Re C (A Child) No. 2 – (Application for Public Interest Immunity)

[2017] EWHC 692 (Fam)

31/03/2017

Barristers

Alex Verdan KC
Chris Barnes

Court

Family Division

Practice Areas

Public Children Law

Secretary of State for Home Department’s claim for Public Interest Immunity within public law children proceedings upheld

The judgment concerned an application by the Secretary of State for the Home Department (“SSHD”) for public interest immunity (PII). The background to proceedings is set out in Re C (a child) [2016] EWHC 3171 (Fam) (8 December 2016).

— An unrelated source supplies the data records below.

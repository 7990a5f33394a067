use chrono::{DateTime, Utc};
use serde::Serialize;
use sqlx::types::Json;
use sqlx::FromRow;
use uuid::Uuid;

use crate::document::{GeneratedArtifact, ResumeContent, TemplateStructure};

#[derive(Debug, Clone, FromRow)]
pub struct GeneratedRow {
    pub id: Uuid,
    pub user_id: Uuid,
    pub base_resume_id: Uuid,
    pub role_tag: String,
    pub job_description: String,
    pub keywords: Vec<String>,
    pub content: Json<ResumeContent>,
    pub template: Json<TemplateStructure>,
    pub ats_score: Option<i16>,
    pub created_at: DateTime<Utc>,
}

impl GeneratedRow {
    pub fn into_artifact(self) -> GeneratedArtifact {
        GeneratedArtifact::restore(
            self.id,
            self.user_id,
            self.base_resume_id,
            self.role_tag,
            self.keywords,
            self.content.0,
            self.template.0,
            self.ats_score,
            self.created_at,
        )
    }
}

/// Listing projection without the document body.
#[derive(Debug, Clone, Serialize, FromRow)]
#[serde(rename_all = "camelCase")]
pub struct GeneratedSummaryRow {
    pub id: Uuid,
    pub base_resume_id: Uuid,
    pub base_resume_title: Option<String>,
    pub role_tag: String,
    pub keywords: Vec<String>,
    pub ats_score: Option<i16>,
    pub created_at: DateTime<Utc>,
}
use sqlx::FromRow;
use uuid::Uuid;

/// Account row. Never serialized: it carries the GitHub token.
#[derive(Debug, Clone, FromRow)]
pub struct User {
    pub id: Uuid,
    pub github_username: Option<String>,
    pub github_access_token: Option<String>,
}

impl User {
    /// Token and handle of the linked GitHub account, if both are set.
    pub fn github_link(&self) -> Option<(&str, &str)> {
        let token = self.github_access_token.as_deref().filter(|t| !t.is_empty())?;
        let username = self.github_username.as_deref().filter(|u| !u.is_empty())?;
        Some((token, username))
    }
}

#[cfg(test)]
mod tests {
    use super::*;

    fn user(token: Option<&str>, name: Option<&str>) -> User {
        User {
            id: Uuid::new_v4(),
            github_username: name.map(str::to_string),
            github_access_token: token.map(str::to_string),
        }
    }

    #[test]
    fn test_github_link_requires_both_fields() {
        assert_eq!(user(Some("t"), Some("octo")).github_link(), Some(("t", "octo")));
        assert_eq!(user(None, Some("octo")).github_link(), None);
        assert_eq!(user(Some("t"), Some("")).github_link(), None);
    }
}
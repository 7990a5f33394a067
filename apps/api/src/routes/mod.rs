pub mod health;

use axum::{
    extract::DefaultBodyLimit,
    routing::{get, post, put},
    Router,
};

use crate::generation::handlers as generated;
use crate::projects::handlers as projects;
use crate::resumes::handlers as resumes;
use crate::state::AppState;

const UPLOAD_LIMIT_BYTES: usize = 10 * 1024 * 1024;

pub fn build_router(state: AppState) -> Router {
    Router::new()
        .route("/health", get(health::health_handler))
        // Base resumes
        .route(
            "/api/v1/resumes/upload",
            post(resumes::handle_upload).layer(DefaultBodyLimit::max(UPLOAD_LIMIT_BYTES)),
        )
        .route("/api/v1/resumes", get(resumes::handle_list))
        .route(
            "/api/v1/resumes/:id",
            get(resumes::handle_get).delete(resumes::handle_delete),
        )
        // Projects
        .route(
            "/api/v1/projects",
            get(projects::handle_list).post(projects::handle_create),
        )
        .route(
            "/api/v1/projects/:id",
            put(projects::handle_update).delete(projects::handle_delete),
        )
        .route(
            "/api/v1/projects/github/sync",
            post(projects::handle_github_sync),
        )
        // Generated resumes
        .route(
            "/api/v1/generated",
            get(generated::handle_list).post(generated::handle_generate),
        )
        .route(
            "/api/v1/generated/:id",
            get(generated::handle_get).delete(generated::handle_delete),
        )
        .route(
            "/api/v1/generated/:id/export",
            get(generated::handle_export),
        )
        .with_state(state)
}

Disclosure orders against SSHD were made on 4 October 2016 but were not complied with. The 8 December 2016 order required SSHD to make any PII application and/or declaration pursuant to s.6(2) of the Justice and Security Act 2013 (JSA) by 20 January 2017. The SSHD did not do so, but instead requested a closed hearing before the Judge in which to make submissions in relation to sensitive material. A small bundle was provided to the Judge which she read. The Judge accepted in hindsight that she should not have done so, following complaints from father and local authority’s counsel on the grounds that the SSHD was “attempting to initiate a closed material procedure notwithstanding that no application for one had been made” [§6]. It was accepted [§20] by the court that this gave rise to a potential for unfairness given the meeting between the Judge and two members of the GLD who handed over the bundle of closed material, and that the parties were unaware of the material provided.

The Judge subsequently confirmed nothing of substance was said in the meeting, and the documents provided were closed submissions and a Sensitive Schedule setting out why the material should be withheld, the nature of the damage if disclosure were ordered and reasons for delay in issuing a PII claim.  Her Ladyship was satisfied that there was no reason to recuse herself.

Directions were made for submissions and a hearing. In written submissions the SSHD still did not confirm whether they would make an application for PII but highlighted that closed hearings are “inevitable and unexceptional vehicles” in cases of this kind. Following robust argument from the other parties, the SSHD did issue a PII application on 7 March and the consequential closed hearing was not opposed.

Following the closed hearing, the SSHD had placed the Certificate, submissions and the gist in “open”. This was to enable the parties to advance submissions in relation to the Wiley balancing exercised (R v Chief Constable of the West Midlands Police, ex parte Wiley [1995] 1 AC 274. The test of (1) is the material relevant, and if so (2) does it attract PII by nature of a real risk disclosure would cause “real damage” or “serious harm” to the public interest. (3) if applying the “real damage” test does the public interest in non-disclosure outweigh the public interest in disclosure for the purpose of doing justice in the proceedings [§29].

The court was satisfied the material was relevant. The court accepted the argument that disclosure would do “serious harm” on the basis of closed materials.

The court also accepted that there were significant, weighty and powerful reasons against disclosure on the basis that the material engaged considerations of national security and there was a real risk disclosure would damage it.

The court also accepted the SSHD arguments that the care proceedings could conclude and threshold criteria could be met even in the absence of disclosure, and that the local authority could still safeguard the subject child, by using the ‘Channel Programme’ and the ‘Desistence and Disengagement Programme’, and by continued passport restrictions, albeit only by agreement from the parents.

Her Ladyship also concluded that the relevant material would not advance the local authority’s case to any significant degree [§58] and could not be used to inform a risk assessment, expert intervention and could not assist in understanding the parental relationship or intentions towards the child.

The Judge highlighted that the courts and SSHD are at the early stages of grappling with problems present in these proceedings and highlights [§14] where disclosure orders are made against the SSHD in respect of sensitive material, the GLD should set up a process for early and definitive decision making.

The Judge was critical of the GLD and SSHD in: their failure to provide timely and informative responses to requests for disclosure; the lack of clarity as to intended applications; and compliance with time limits, and concluded “it is my hope that the SSHD will be more rapidly and decisively responsive to the family courts’ requests for engagement” [§60-61]

Finally, the court referred to the President’s Guidance – Radicalisation Cases in the Family Courts (8 October 2015) [§59].